УДК 82-32
О. О. Пичугина
МИФОПОЭТИЧЕСКАЯ МОДЕЛЬ АДРЕСАЦИИ В РАССКАЗЕ В. Ю. ДРАГУНСКОГО «МОТОГОНКИ ПО ОТВЕСНОЙ СТЕНЕ»
В статье рассмотрены мифопоэтические истоки одного из первых опубликованных рассказов В. Ю. Драгунского для детей. Цель статьи - проанализировать роль античного, литературного и современного автору мифа в организации возрастной адресации произведения, выявить код, который позволяет очертить границы между «реальным» и «имплицитным» читателем.
The article deals with the mythopoetic sources of one of the first published short stories by V. Yu. Dra-gunsky. The aim of the article is to analyse the role of ancient, literary and contemporary myth in arranging age-related addressing of the stories and to determine the code that allows to distinguish between "real" and "implicit" reader in the text.
Ключевые слова: адресация, В. Ю. Драгунский, читатель, советский миф.
Keywords: addressing, V. U. Dragunsky, reader, soviet myth.

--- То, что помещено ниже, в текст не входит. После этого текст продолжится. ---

//! Long-running daemon: keeps the lamp connected and drives it from the
//! active schedule profiles.
//!
//! One instance per user: an exclusive advisory lock on a file in the
//! config directory makes a second launch exit instead of starting a
//! second connection supervisor.

use chrono::{Local, NaiveDate};
use clap::Parser;
use color_eyre::eyre::{eyre, Result};
use fs2::FileExt;
use lamp_scheduler::settings::{config_dir, SettingsStore, CUSTOM_COLORS_FILE};
use lamp_scheduler::sun::SunTimes;
use lamp_scheduler::{
    BleTransport, CommandChannel, ConnectionState, ConnectionSupervisor, Error, LampClient,
    Outcome, Palette, ScheduleEngine, SunCalculator, SupervisorConfig,
};
use parking_lot::Mutex;
use std::fs::File;
use std::sync::Arc;
use tokio::time::{Duration, MissedTickBehavior};
use tracing::{debug, info, warn};
use tracing_subscriber::EnvFilter;

const LOCK_FILE: &str = "lampd.lock";

#[derive(Parser)]
#[command(author, version, about = "Connection and schedule daemon for the lamp")]
struct Cli {
    /// Schedule evaluation interval in seconds
    #[arg(long, default_value_t = 30)]
    tick: u64,
}

/// What the schedule tick last pushed to the lamp
#[derive(Debug, Clone, PartialEq, Eq)]
enum Applied {
    Color(String),
    Off,
}

#[tokio::main]
async fn main() -> Result<()> {
    tracing_subscriber::fmt()
        .with_env_filter(
            EnvFilter::try_from_env("RUST_LOG")
                .unwrap_or_else(|_| EnvFilter::new("lamp_scheduler=info,lampd=info")),
        )
        .compact()
        .init();

    color_eyre::install()?;

    let cli = Cli::parse();
    let dir = config_dir();
    std::fs::create_dir_all(&dir)?;

    // Single instance guard; the lock is held for the process lifetime
    let lock_file = File::create(dir.join(LOCK_FILE))?;
    if lock_file.try_lock_exclusive().is_err() {
        return Err(eyre!(Error::AlreadyRunning));
    }

    let settings = Arc::new(Mutex::new(SettingsStore::load(&dir)));
    let (device_name, device_address) = settings
        .lock()
        .last_device()
        .ok_or(Error::NoDeviceSelected)?;
    if settings.lock().get_bool("auto_connect_on_startup") == Some(false) {
        debug!("auto_connect_on_startup is disabled; connecting anyway on explicit launch");
    }

    let transport = BleTransport::new().await?;
    let client = Arc::new(LampClient::new(transport));

    let settings_for_rotation = settings.clone();
    let supervisor = Arc::new(
        ConnectionSupervisor::new(
            client.clone(),
            &device_name,
            &device_address,
            SupervisorConfig::default(),
        )
        .with_address_callback(Box::new(move |name, address| {
            settings_for_rotation.lock().set_last_device(name, address);
        })),
    );
    let cancel = supervisor.cancel_token();
    let state_rx = supervisor.state_receiver();
    let supervisor_task = {
        let supervisor = supervisor.clone();
        tokio::spawn(async move { supervisor.run().await })
    };

    let palette = Palette::load(dir.join(CUSTOM_COLORS_FILE));
    let channel = CommandChannel::new(client.clone());
    let location = SunCalculator::new().locate().await;
    info!(
        "Sun location: lat={:.4}, lon={:.4}{}",
        location.latitude,
        location.longitude,
        if location.located { "" } else { " (fallback)" }
    );

    let mut interval = tokio::time::interval(Duration::from_secs(cli.tick.max(1)));
    interval.set_missed_tick_behavior(MissedTickBehavior::Delay);

    let mut sun_cache: Option<(NaiveDate, SunTimes)> = None;
    let mut last_applied: Option<Applied> = None;
    let mut was_connected = false;

    info!("Schedule tick running every {}s", cli.tick.max(1));
    loop {
        tokio::select! {
            _ = tokio::signal::ctrl_c() => {
                info!("Shutdown signal received");
                break;
            }
            _ = interval.tick() => {}
        }

        let connected = *state_rx.borrow() == ConnectionState::Connected;
        if !connected {
            was_connected = false;
            continue;
        }
        if !was_connected {
            // Fresh connection: reapply brightness and force a resend of
            // whatever the schedule resolves to
            was_connected = true;
            last_applied = None;
            let level = settings.lock().get_i64("brightness_level").unwrap_or(80) as u8;
            if let Err(e) = channel.send_brightness(level).await {
                warn!("Failed to restore brightness: {}", e);
                was_connected = false;
                continue;
            }
        }

        let now = Local::now();
        let today = now.date_naive();
        let sun = match &sun_cache {
            Some((date, sun)) if *date == today => *sun,
            _ => {
                let sun = SunTimes::compute(&location, today);
                debug!(
                    "Sun times for {}: sunrise={:?}, sunset={:?}",
                    today,
                    sun.sunrise.map(|t| t.format("%H:%M").to_string()),
                    sun.sunset.map(|t| t.format("%H:%M").to_string()),
                );
                sun_cache = Some((today, sun));
                sun
            }
        };

        // Reload each tick so edits made through lampc are picked up
        let engine = ScheduleEngine::load(&dir, &palette);
        let (wanted, color) = match engine.evaluate(&palette, now, &sun) {
            Outcome::Active(color) => (Applied::Color(color.name.clone()), Some(color)),
            Outcome::Off => (Applied::Off, None),
            Outcome::NoSchedule => continue,
        };
        if last_applied.as_ref() == Some(&wanted) {
            continue;
        }

        let result = match &color {
            Some(color) => {
                info!("Schedule resolved to color '{}'", color.name);
                channel.send_color(color).await
            }
            None => {
                info!("Schedule resolved to off");
                channel.send_power(false).await
            }
        };
        match result {
            Ok(()) => last_applied = Some(wanted),
            Err(e) => {
                // The supervisor notices the dropped link on its own; retry
                // after it reconnects
                warn!("Failed to apply schedule state: {}", e);
                last_applied = None;
            }
        }
    }

    cancel.cancel();
    if let Err(e) = supervisor_task.await {
        warn!("Supervisor task ended abnormally: {}", e);
    }
    info!("Daemon stopped");
    Ok(())
}
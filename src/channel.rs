/*!
 # Command channel

 The thin send primitive: turns a logical instruction (color, power,
 brightness) into its binary frame and writes it over the active
 connection. Also the owner of the "last color / lamp on" snapshot the
 schedule tick consults before sending.
*/

use parking_lot::Mutex;
use std::sync::Arc;
use tracing::{debug, warn};

use crate::client::LampClient;
use crate::protocol::{brightness_frame, color_frame, Color, POWER_OFF_FRAME};
use crate::transport::Transport;
use crate::Result;

struct LampState {
    last_color: Option<Color>,
    is_on: bool,
}

/// Sends logical instructions to the connected lamp
pub struct CommandChannel<T: Transport> {
    client: Arc<LampClient<T>>,
    state: Mutex<LampState>,
}

impl<T: Transport> CommandChannel<T> {
    pub fn new(client: Arc<LampClient<T>>) -> CommandChannel<T> {
        CommandChannel {
            client,
            state: Mutex::new(LampState {
                last_color: None,
                is_on: false,
            }),
        }
    }

    /// Sets a static color. Fails with a distinct error when not connected.
    pub async fn send_color(&self, color: &Color) -> Result<()> {
        debug!("Setting color {} ({})", color.name, color.hex);
        self.client.send_frame(&color.command).await?;
        self.client.clock().mark_user_input();
        let mut state = self.state.lock();
        state.last_color = Some(color.clone());
        state.is_on = true;
        Ok(())
    }

    /// Turns the lamp on (replaying the last color, white when none is
    /// known) or off.
    pub async fn send_power(&self, on: bool) -> Result<()> {
        let frame = if on {
            match self.state.lock().last_color.as_ref() {
                Some(color) => color.command,
                None => {
                    warn!("No last color known, powering on with white");
                    color_frame(0xff, 0xff, 0xff)
                }
            }
        } else {
            POWER_OFF_FRAME
        };
        self.client.send_frame(&frame).await?;
        self.client.clock().mark_user_input();
        self.state.lock().is_on = on;
        Ok(())
    }

    /// Sets the brightness (0-100, clamped)
    pub async fn send_brightness(&self, percent: u8) -> Result<()> {
        debug!("Setting brightness to {}%", percent.min(100));
        self.client.send_frame(&brightness_frame(percent)).await?;
        self.client.clock().mark_user_input();
        Ok(())
    }

    /// Last color successfully sent in this session
    pub fn last_color(&self) -> Option<Color> {
        self.state.lock().last_color.clone()
    }

    /// Whether the lamp is believed to be lit
    pub fn is_on(&self) -> bool {
        self.state.lock().is_on
    }
}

Рассказ В. Ю. Драгунского «Велосипед с мотором» впервые был напечатан в журнале «Огонек» 5 декабря 1959 г. (№ 50). В детское чтение он попал с изданием авторского сборника «Он живой и светится» (1961; подписан к печати 10 октября 1960 г.). Здесь появилось название «Мотогонки по отвесной стене», под которым рассказ и переиздавался в дальнейшем.

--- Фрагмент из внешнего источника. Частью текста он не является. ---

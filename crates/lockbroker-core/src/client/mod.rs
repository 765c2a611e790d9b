//! Client for a running lockbroker
//!
//! A [`LockClient`] owns one broker session. Typical use:
//!
//! ```ignore
//! let client = LockClient::connect("http://127.0.0.1:8010").await?;
//! client.lock_user("bob").await?;
//! client.lock_nodes(["123", "456"]).await?;
//! // ...
//! client.unlock_nodes(["123", "456"]).await?;
//! client.unlock_user("bob").await?;
//! client.end_session().await?;
//! ```

use crate::domain::locking::{BrokerStatus, LockDict, SessionId};
use crate::error::{Error, Result};
use crate::rpc::{RPC_PATH, RpcMethod, RpcReply, RpcRequest};
use serde_json::Value;
use tracing::debug;

pub use crate::rpc::DEFAULT_URL;

/// Raw RPC access to a broker, without a session
#[derive(Debug, Clone)]
struct RpcConnection {
    http: reqwest::Client,
    endpoint: String,
}

impl RpcConnection {
    fn new(url: &str) -> Self {
        Self {
            http: reqwest::Client::new(),
            endpoint: format!("{}{}", url.trim_end_matches('/'), RPC_PATH),
        }
    }

    async fn call(&self, method: RpcMethod, params: Vec<Value>) -> Result<Value> {
        debug!(%method, endpoint = %self.endpoint, "Calling lockbroker");

        let response = self
            .http
            .post(&self.endpoint)
            .json(&RpcRequest::new(method, params))
            .send()
            .await?;

        let status = response.status();
        let reply: RpcReply = response.json().await.map_err(|e| {
            Error::Protocol(format!("{} returned HTTP {} without an RPC reply: {}", method, status, e))
        })?;

        match reply {
            RpcReply { fault: Some(fault), .. } => Err(Error::Rejected {
                code: fault.code,
                message: fault.message,
            }),
            RpcReply { result: Some(result), .. } => Ok(result),
            RpcReply { .. } => Err(Error::Protocol(format!("{} returned an empty reply", method))),
        }
    }
}

/// A session on a lockbroker
#[derive(Debug)]
pub struct LockClient {
    connection: RpcConnection,
    session_id: SessionId,
}

impl LockClient {
    /// Start a new session on the broker at `url`.
    pub async fn connect(url: &str) -> Result<Self> {
        let connection = RpcConnection::new(url);
        let result = connection.call(RpcMethod::StartSession, vec![]).await?;

        let session_id = match result {
            Value::String(session_id) => session_id,
            other => {
                return Err(Error::Protocol(format!(
                    "StartSession returned a non-string session id: {}",
                    other
                )));
            }
        };

        debug!(session_id = %session_id, "Lockbroker session started");
        Ok(Self {
            connection,
            session_id,
        })
    }

    pub fn session_id(&self) -> &str {
        &self.session_id
    }

    /// Acquire every lock in `locks`, waiting as long as it takes.
    pub async fn acquire(&self, locks: &LockDict) -> Result<()> {
        self.session_call(RpcMethod::AcquireLocks, locks).await
    }

    /// Release every lock in `locks`.
    pub async fn release(&self, locks: &LockDict) -> Result<()> {
        self.session_call(RpcMethod::ReleaseLocks, locks).await
    }

    pub async fn lock_user(&self, user: &str) -> Result<()> {
        self.acquire(&LockDict::users([user])).await
    }

    pub async fn lock_users<I, S>(&self, users: I) -> Result<()>
    where
        I: IntoIterator<Item = S>,
        S: Into<String>,
    {
        self.acquire(&LockDict::users(users)).await
    }

    pub async fn lock_node(&self, node: &str) -> Result<()> {
        self.acquire(&LockDict::nodes([node])).await
    }

    pub async fn lock_nodes<I, S>(&self, nodes: I) -> Result<()>
    where
        I: IntoIterator<Item = S>,
        S: Into<String>,
    {
        self.acquire(&LockDict::nodes(nodes)).await
    }

    pub async fn unlock_user(&self, user: &str) -> Result<()> {
        self.release(&LockDict::users([user])).await
    }

    pub async fn unlock_users<I, S>(&self, users: I) -> Result<()>
    where
        I: IntoIterator<Item = S>,
        S: Into<String>,
    {
        self.release(&LockDict::users(users)).await
    }

    pub async fn unlock_node(&self, node: &str) -> Result<()> {
        self.release(&LockDict::nodes([node])).await
    }

    pub async fn unlock_nodes<I, S>(&self, nodes: I) -> Result<()>
    where
        I: IntoIterator<Item = S>,
        S: Into<String>,
    {
        self.release(&LockDict::nodes(nodes)).await
    }

    /// Snapshot of the broker this session lives on.
    pub async fn status(&self) -> Result<BrokerStatus> {
        fetch_status(&self.connection).await
    }

    /// End the session. It must not hold or wait for any lock.
    pub async fn end_session(self) -> Result<()> {
        self.connection
            .call(RpcMethod::EndSession, vec![Value::String(self.session_id.clone())])
            .await?;
        debug!(session_id = %self.session_id, "Lockbroker session ended");
        Ok(())
    }

    async fn session_call(&self, method: RpcMethod, locks: &LockDict) -> Result<()> {
        let lockdict = serde_json::to_value(locks)
            .map_err(|e| Error::Protocol(format!("Failed to encode lockdict: {}", e)))?;
        self.connection
            .call(method, vec![Value::String(self.session_id.clone()), lockdict])
            .await?;
        Ok(())
    }
}

/// Fetch a status snapshot without starting a session.
pub async fn get_status(url: &str) -> Result<BrokerStatus> {
    fetch_status(&RpcConnection::new(url)).await
}

async fn fetch_status(connection: &RpcConnection) -> Result<BrokerStatus> {
    let result = connection.call(RpcMethod::GetStatus, vec![]).await?;
    serde_json::from_value(result).map_err(|e| Error::Protocol(format!("Malformed status: {}", e)))
}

В рассказе система знаковых деталей, метафор, хронотоп и сюжет обобщают реалистическое повествование для детей до степени ар-хетипической универсальности, понятной на уровне взрослого восприятия. «Мотогонки по отвесной стене» не единственный пример в новеллистике писателя, демонстрирующий тяготение к универсальности и сложной возрастной адресации, но один из самых показательных в этом плане. В произведении есть еле заметные отсылки к собственно мифологическим сюжетам и символам, давно закрепившимся в искусстве, и к «мифологии» современной советской действительности. Эти отсылки обнаруживают неодномерную адресацию текста и разные рецептивные функции. Рассказ для ребенка включает отдельные коды, которые способен понять не всякий взрослый, а лишь человек из близкого окружения писателя. В произведении для всех детей скрыто произведение для немногих взрослых.
© Пичугина О. О., 2012 92
Фабула проста. Мальчики решили покататься на велосипеде с мотором в отсутствие хозяина, и один из них, герой-рассказчик, не справился с управлением. Неспособность остановить чудо-велосипед вызывает полное физическое истощение юного «мотогонщика»; вернувшийся хозяин останавливает машину, а мальчики, испугавшись «возмездия», убегают.
Похищение чудесного средства передвижения - один из традиционных сказочных сюжетов [1], а сопутствующий сюжетный мотив неумелого обращения с подобным устройством восходит к архаическим мифам и тем же сказкам. Самое знаменитое воплощение этого сюжета в античности - истории Фаэтона и Икара.
Эти два классических сюжета получили эстетическую интерпретацию, преломившись в метафорах Ю. К. Олеши - в его рассказе «Цепь» (опубликован в 1929 г.). Смерть Ю. К. Олеши в мае 1960 г. была значимым событием для «отте-пельных» писателей, многие из которых перенимали его мастерство. Таким образом, рассказ Драгунского во второй публикации, 1961 г., вольно или невольно перекликался с одним из шедевров олешинской малой прозы.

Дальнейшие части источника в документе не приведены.